Итак, к тексту Жака-Алена Миллера 1982 года я бы еще добавила объект. И я предложу вам еще одно определение аналитика, свое собственное. Как вы хорошо помните, Фрейд сравнивает работу аналитика с работой археолога. Для меня же это aventure (приключение, авантюра), со всеми экивоками, которые слово авантюра с собой несет (aventurea-vanture, от слова vanter (восхвалять, превозносить) – то есть «превознесение объекта а» [прим. пер.]). Метафора, которая мне еще приходит в голову, отсылает к разведчикам из моих детских книг; другое дело, что в нашем случае он ищет объект, которого нет.

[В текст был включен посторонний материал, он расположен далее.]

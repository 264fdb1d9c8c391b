use std::time::{Duration, Instant};

use fatura_app::{SubmissionController, UploadSettings};
use fatura_core::{InvoiceFile, SubmissionView};
use pretty_assertions::assert_eq;
use serde_json::json;
use wiremock::matchers::{method, path};
use wiremock::{Mock, MockServer, ResponseTemplate};

fn sample_file() -> InvoiceFile {
    InvoiceFile {
        file_name: "invoice.png".to_string(),
        media_type: "image/png".to_string(),
        bytes: vec![0x89, 0x50, 0x4e, 0x47],
    }
}

fn settings_for(server: &MockServer) -> UploadSettings {
    UploadSettings {
        endpoint: format!("{}/api/process-invoice/", server.uri()),
        ..UploadSettings::default()
    }
}

/// Pumps engine events until the predicate holds or a deadline passes.
fn pump_until(
    controller: &mut SubmissionController,
    pred: impl Fn(&SubmissionView) -> bool,
) -> SubmissionView {
    let deadline = Instant::now() + Duration::from_secs(5);
    loop {
        controller.pump();
        let view = controller.view();
        if pred(&view) {
            return view;
        }
        assert!(
            Instant::now() < deadline,
            "timed out waiting for state change; last view: {view:?}"
        );
        std::thread::sleep(Duration::from_millis(10));
    }
}

#[tokio::test(flavor = "multi_thread")]
async fn upload_happy_path_publishes_views_in_order() {
    let server = MockServer::start().await;
    Mock::given(method("POST"))
        .and(path("/api/process-invoice/"))
        .respond_with(ResponseTemplate::new(200).set_body_json(json!({
            "items": [{
                "nr_kartele": "12345",
                "pershkrimi": "Shërbim X",
                "njesia": "copë",
                "sasia": 5,
                "cmimi": 100.00,
                "vlera_pa_tvsh": 500.00,
                "tvsh": "18%",
                "vlera_me_tvsh": 590.00
            }],
            "raw_text": "INVOICE #12345"
        })))
        .mount(&server)
        .await;

    let mut controller = SubmissionController::new(settings_for(&server));
    let updates = controller.updates().expect("first take");
    assert!(controller.updates().is_none());

    controller.submit(Some(sample_file()));
    assert!(controller.view().busy);

    let view = pump_until(&mut controller, |view| view.invoice.is_some());
    let invoice = view.invoice.expect("invoice view");
    assert_eq!(invoice.rows.len(), 1);
    assert_eq!(invoice.rows[0].cells[0], "12345");
    assert_eq!(invoice.raw_text.as_deref(), Some("INVOICE #12345"));

    // Observers saw the busy view first, then the result, in that order.
    let first = updates.try_recv().expect("busy view");
    assert!(first.busy);
    let second = updates.try_recv().expect("result view");
    assert!(second.invoice.is_some());
    assert!(updates.try_recv().is_err());
}

#[tokio::test(flavor = "multi_thread")]
async fn rejection_surfaces_message_and_reset_recovers() {
    let server = MockServer::start().await;
    Mock::given(method("POST"))
        .and(path("/api/process-invoice/"))
        .respond_with(
            ResponseTemplate::new(500)
                .set_body_json(json!({ "detail": "OCR engine unavailable" })),
        )
        .mount(&server)
        .await;

    let mut controller = SubmissionController::new(settings_for(&server));
    controller.submit(Some(sample_file()));

    let view = pump_until(&mut controller, |view| view.error.is_some());
    assert_eq!(view.error.as_deref(), Some("OCR engine unavailable"));
    assert_eq!(view.invoice, None);

    // Failed is always escapable.
    controller.reset();
    assert_eq!(controller.view(), SubmissionView::default());

    // And the slot is free for a fresh attempt.
    controller.submit(Some(sample_file()));
    assert!(controller.view().busy);
}

#[tokio::test(flavor = "multi_thread")]
async fn second_submit_while_busy_issues_no_second_request() {
    let server = MockServer::start().await;
    Mock::given(method("POST"))
        .and(path("/api/process-invoice/"))
        .respond_with(
            ResponseTemplate::new(200)
                .set_delay(Duration::from_millis(200))
                .set_body_json(json!({ "items": [], "raw_text": "ok" })),
        )
        .expect(1)
        .mount(&server)
        .await;

    let mut controller = SubmissionController::new(settings_for(&server));
    controller.submit(Some(sample_file()));
    controller.submit(Some(sample_file()));

    let view = pump_until(&mut controller, |view| view.invoice.is_some());
    assert!(view.invoice.is_some());
    // MockServer verifies the expected request count on drop.
}

#[tokio::test(flavor = "multi_thread")]
async fn dismissed_picker_changes_nothing() {
    let server = MockServer::start().await;
    let mut controller = SubmissionController::new(settings_for(&server));
    let updates = controller.updates().expect("take updates");

    controller.submit(None);

    assert_eq!(controller.view(), SubmissionView::default());
    assert!(updates.try_recv().is_err());
}
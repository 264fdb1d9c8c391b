use fatura_core::{ErrorReport, InvoiceExtractionResult, UploadId};

#[derive(Debug, Clone, PartialEq)]
pub enum EngineEvent {
    /// Delivered exactly once per enqueued upload, success or failure.
    UploadCompleted {
        upload_id: UploadId,
        result: Result<InvoiceExtractionResult, ErrorReport>,
    },
}
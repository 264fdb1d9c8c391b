use crate::{ErrorReport, InvoiceExtractionResult, InvoiceFile, UploadId};

#[derive(Debug, Clone, PartialEq)]
pub enum Msg {
    /// User picked a file in the upload surface (`None` when the dialog was
    /// dismissed without a selection).
    FileChosen(Option<InvoiceFile>),
    /// Engine completion for an upload. Exactly one fires per submission.
    UploadFinished {
        upload_id: UploadId,
        result: Result<InvoiceExtractionResult, ErrorReport>,
    },
    /// User clicked "Back to Upload".
    BackToUploadClicked,
    /// Fallback for placeholder wiring.
    NoOp,
}
#![deny(missing_docs)]
//! Shared logging utilities for the fatura workspace.
//!
//! This crate provides the `fatura_*` logging macros used across the
//! codebase, a configurable initializer for the application shell, and a
//! minimal test initializer for the global logger.

use std::fs::File;
use std::path::PathBuf;

use log::LevelFilter;
use simplelog::{
    ColorChoice, CombinedLogger, Config, ConfigBuilder, SharedLogger, TermLogger, TerminalMode,
    WriteLogger,
};

/// Logs a debug-level message using the global logging facade.
#[macro_export]
macro_rules! fatura_debug {
    ($($arg:tt)*) => {{
        log::debug!($($arg)*);
    }};
}

/// Logs an info-level message using the global logging facade.
#[macro_export]
macro_rules! fatura_info {
    ($($arg:tt)*) => {{
        log::info!($($arg)*);
    }};
}

/// Logs a warn-level message using the global logging facade.
#[macro_export]
macro_rules! fatura_warn {
    ($($arg:tt)*) => {{
        log::warn!($($arg)*);
    }};
}

/// Logs an error-level message using the global logging facade.
#[macro_export]
macro_rules! fatura_error {
    ($($arg:tt)*) => {{
        log::error!($($arg)*);
    }};
}

/// Destination for log output.
pub enum LogDestination {
    /// Write to ./fatura.log in the current directory.
    File,
    /// Write to terminal (stdout).
    Terminal,
    /// Write to both file and terminal.
    Both,
}

/// Initialize the logger with the specified destination.
///
/// For `LogDestination::File` or `Both`, creates `./fatura.log` in the
/// current working directory. Safely no-ops if a logger is already set.
pub fn initialize(destination: LogDestination) {
    let level = LevelFilter::Info;
    let config = build_config();

    let loggers: Vec<Box<dyn SharedLogger>> = match destination {
        LogDestination::File => {
            if let Some(file_logger) = create_file_logger(level, config) {
                vec![file_logger]
            } else {
                return;
            }
        }
        LogDestination::Terminal => {
            vec![TermLogger::new(
                level,
                config,
                TerminalMode::Mixed,
                ColorChoice::Auto,
            )]
        }
        LogDestination::Both => {
            let mut loggers: Vec<Box<dyn SharedLogger>> = vec![TermLogger::new(
                level,
                config.clone(),
                TerminalMode::Mixed,
                ColorChoice::Auto,
            )];
            if let Some(file_logger) = create_file_logger(level, config) {
                loggers.push(file_logger);
            }
            loggers
        }
    };

    let _ = CombinedLogger::init(loggers);
}

/// Initializes a simple terminal logger for use in unit tests.
///
/// This safely no-ops if another logger has already been initialized.
pub fn initialize_for_tests() {
    // Use debug level in debug builds, info in release builds.
    let level = if cfg!(debug_assertions) {
        LevelFilter::Debug
    } else {
        LevelFilter::Info
    };

    // Ignore the error if a logger was already set by another test.
    let _ = CombinedLogger::init(vec![TermLogger::new(
        level,
        Config::default(),
        TerminalMode::Mixed,
        ColorChoice::Auto,
    )]);
}

fn build_config() -> Config {
    ConfigBuilder::new()
        .set_time_format_rfc3339()
        .set_target_level(LevelFilter::Error)
        .build()
}

fn create_file_logger(level: LevelFilter, config: Config) -> Option<Box<WriteLogger<File>>> {
    let log_path = PathBuf::from("./fatura.log");
    match File::create(&log_path) {
        Ok(file) => Some(WriteLogger::new(level, config, file)),
        Err(err) => {
            eprintln!(
                "Warning: Could not create log file at {:?}: {}",
                log_path, err
            );
            None
        }
    }
}
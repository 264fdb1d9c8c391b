use std::sync::{mpsc, Arc};
use std::thread;

use fatura_core::{InvoiceFile, UploadId};
use fatura_logging::fatura_error;

use crate::upload::{ReqwestUploader, UploadSettings, Uploader};
use crate::EngineEvent;

enum EngineCommand {
    Enqueue { upload_id: UploadId, file: InvoiceFile },
}

/// Bridge between the synchronous shell and the async upload path.
///
/// Commands go in over a channel consumed by a dedicated thread owning a
/// tokio runtime; exactly one `UploadCompleted` event comes back per
/// enqueued upload. There is no cancellation: the request timeout is the
/// only way a stuck upload resolves.
pub struct UploadHandle {
    cmd_tx: mpsc::Sender<EngineCommand>,
    event_rx: mpsc::Receiver<EngineEvent>,
}

impl UploadHandle {
    pub fn new(settings: UploadSettings) -> Self {
        let (cmd_tx, cmd_rx) = mpsc::channel();
        let (event_tx, event_rx) = mpsc::channel();
        let uploader = Arc::new(ReqwestUploader::new(settings));

        thread::spawn(move || {
            let runtime = match tokio::runtime::Runtime::new() {
                Ok(runtime) => runtime,
                Err(err) => {
                    fatura_error!("upload runtime failed to start: {}", err);
                    return;
                }
            };
            while let Ok(command) = cmd_rx.recv() {
                let uploader = uploader.clone();
                let event_tx = event_tx.clone();
                runtime.spawn(async move {
                    handle_command(uploader.as_ref(), command, event_tx).await;
                });
            }
        });

        Self { cmd_tx, event_rx }
    }

    pub fn enqueue(&self, upload_id: UploadId, file: InvoiceFile) {
        let _ = self.cmd_tx.send(EngineCommand::Enqueue { upload_id, file });
    }

    pub fn try_recv(&self) -> Option<EngineEvent> {
        self.event_rx.try_recv().ok()
    }
}

async fn handle_command(
    uploader: &dyn Uploader,
    command: EngineCommand,
    event_tx: mpsc::Sender<EngineEvent>,
) {
    match command {
        EngineCommand::Enqueue { upload_id, file } => {
            let result = uploader.upload(upload_id, &file).await;
            let _ = event_tx.send(EngineEvent::UploadCompleted { upload_id, result });
        }
    }
}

И в завершение, говоря об этом тексте 1982 года, мне бы хотелось также шагнуть в направлении самого позднего учения Лакана и рассмотреть перспективу, которую предлагает нам использования боромеевых узлов, не пускаясь при этом в топологический бред. Боромеев узел – это связывание между собой трех измерений: воображаемого, символического и реального. Связывание особого рода, поскольку оно не создает цепи. А если мы будем рассматривать цепь означающих, когда одно означающее репрезентирует субъекта для другого, то здесь добавляется новая перспектива, новое связывание, когда речь уже не идет о цепи. Так вот, это связывание центрировано объектом. И если вы способны представить себе боромеев узел (а Лакан предлагает два варианта его изображения), оставляя при этом общую черту, то точка, находящаяся в пересечении трёх окружностей, и является местом объекта. Соответственно, этот объект есть имя наслаждения, четвертое имя наслаждения; и этот объект ограничен тем способом, каким в том или ином случае оказались связаны между собой наши три измерения. Эта перспектива позволяет рассмотреть означающее переноса как имеющее отношение к объекту, без того чтобы эта связь была очевидна. Отсюда следует, что способ наслаждаться, к которому отсылает данный объект, которого, как мы с вами уже знаем, нет, тем не менее обнаруживается благодаря развертыванию траектории дискурса в ходе анализа.

Об этом очень трудно говорить, и мне кажется, что я недостаточно ясно это объясняю, но нарисовать это легко. Ну вот, на этом я закончу.